### WORK ITEM
Produce the full set of records below once more, exactly as they stand.

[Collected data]
════════════════════
//! SQLite database connection management.
//!
//! Provides a connection pool to the SQLite database with WAL mode
//! enabled, so searches keep reading while a backfill job writes. The
//! database file and its parent directories are created automatically.
//!
//! # Connection Pool
//!
//! Uses `sqlx::SqlitePool` with up to 5 concurrent connections. A busy
//! timeout lets concurrent chunk replacements queue on SQLite's single
//! writer lock instead of failing immediately.

use anyhow::{Context, Result};
use sqlx::sqlite::{SqliteConnectOptions, SqliteJournalMode, SqlitePool, SqlitePoolOptions};
use std::path::Path;
use std::str::FromStr;
use std::time::Duration;

use crate::config::Config;

const BUSY_TIMEOUT: Duration = Duration::from_secs(10);

/// Create a connection pool to the configured SQLite database.
pub async fn connect(config: &Config) -> Result<SqlitePool> {
    connect_path(&config.db.path).await
}

/// Create a connection pool to the database at `db_path`.
pub async fn connect_path(db_path: &Path) -> Result<SqlitePool> {
    if let Some(parent) = db_path.parent() {
        if !parent.as_os_str().is_empty() {
            std::fs::create_dir_all(parent).with_context(|| {
                format!("Failed to create database directory: {}", parent.display())
            })?;
        }
    }

    let options = SqliteConnectOptions::from_str(&format!("sqlite:{}", db_path.display()))?
        .create_if_missing(true)
        .journal_mode(SqliteJournalMode::Wal)
        .busy_timeout(BUSY_TIMEOUT)
        .foreign_keys(true);

    let pool = SqlitePoolOptions::new()
        .max_connections(5)
        .connect_with(options)
        .await
        .with_context(|| format!("Failed to open database: {}", db_path.display()))?;

    Ok(pool)
}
════════════════════
### ANSWER SECTION
//! SQLite database connection management.
//!
//! Provides a connection pool to the SQLite database with WAL mode
//! enabled, so searches keep reading while a backfill job writes. The
//! database file and its parent directories are created automatically.
//!
//! # Connection Pool
//!
//! Uses `sqlx::SqlitePool` with up to 5 concurrent connections. A busy
//! timeout lets concurrent chunk replacements queue on SQLite's single
//! writer lock instead of failing immediately.

use anyhow::{Context, Result};
use sqlx::sqlite::{SqliteConnectOptions, SqliteJournalMode, SqlitePool, SqlitePoolOptions};
use std::path::Path;
use std::str::FromStr;
use std::time::Duration;

use crate::config::Config;

const BUSY_TIMEOUT: Duration = Duration::from_secs(10);

/// Create a connection pool to the configured SQLite database.
pub async fn connect(config: &Config) -> Result<SqlitePool> {
    connect_path(&config.db.path).await
}

/// Create a connection pool to the database at `db_path`.
pub async fn connect_path(db_path: &Path) -> Result<SqlitePool> {
    if let Some(parent) = db_path.parent() {
        if !parent.as_os_str().is_empty() {
            std::fs::create_dir_all(parent).with_context(|| {
                format!("Failed to create database directory: {}", parent.display())
            })?;
        }
    }

    let options = SqliteConnectOptions::from_str(&format!("sqlite:{}", db_path.display()))?
        .create_if_missing(true)
        .journal_mode(SqliteJournalMode::Wal)
        .busy_timeout(BUSY_TIMEOUT)
        .foreign_keys(true);

    let pool = SqlitePoolOptions::new()
        .max_connections(5)
        .connect_with(options)
        .await
        .with_context(|| format!("Failed to open database: {}", db_path.display()))?;

    Ok(pool)
}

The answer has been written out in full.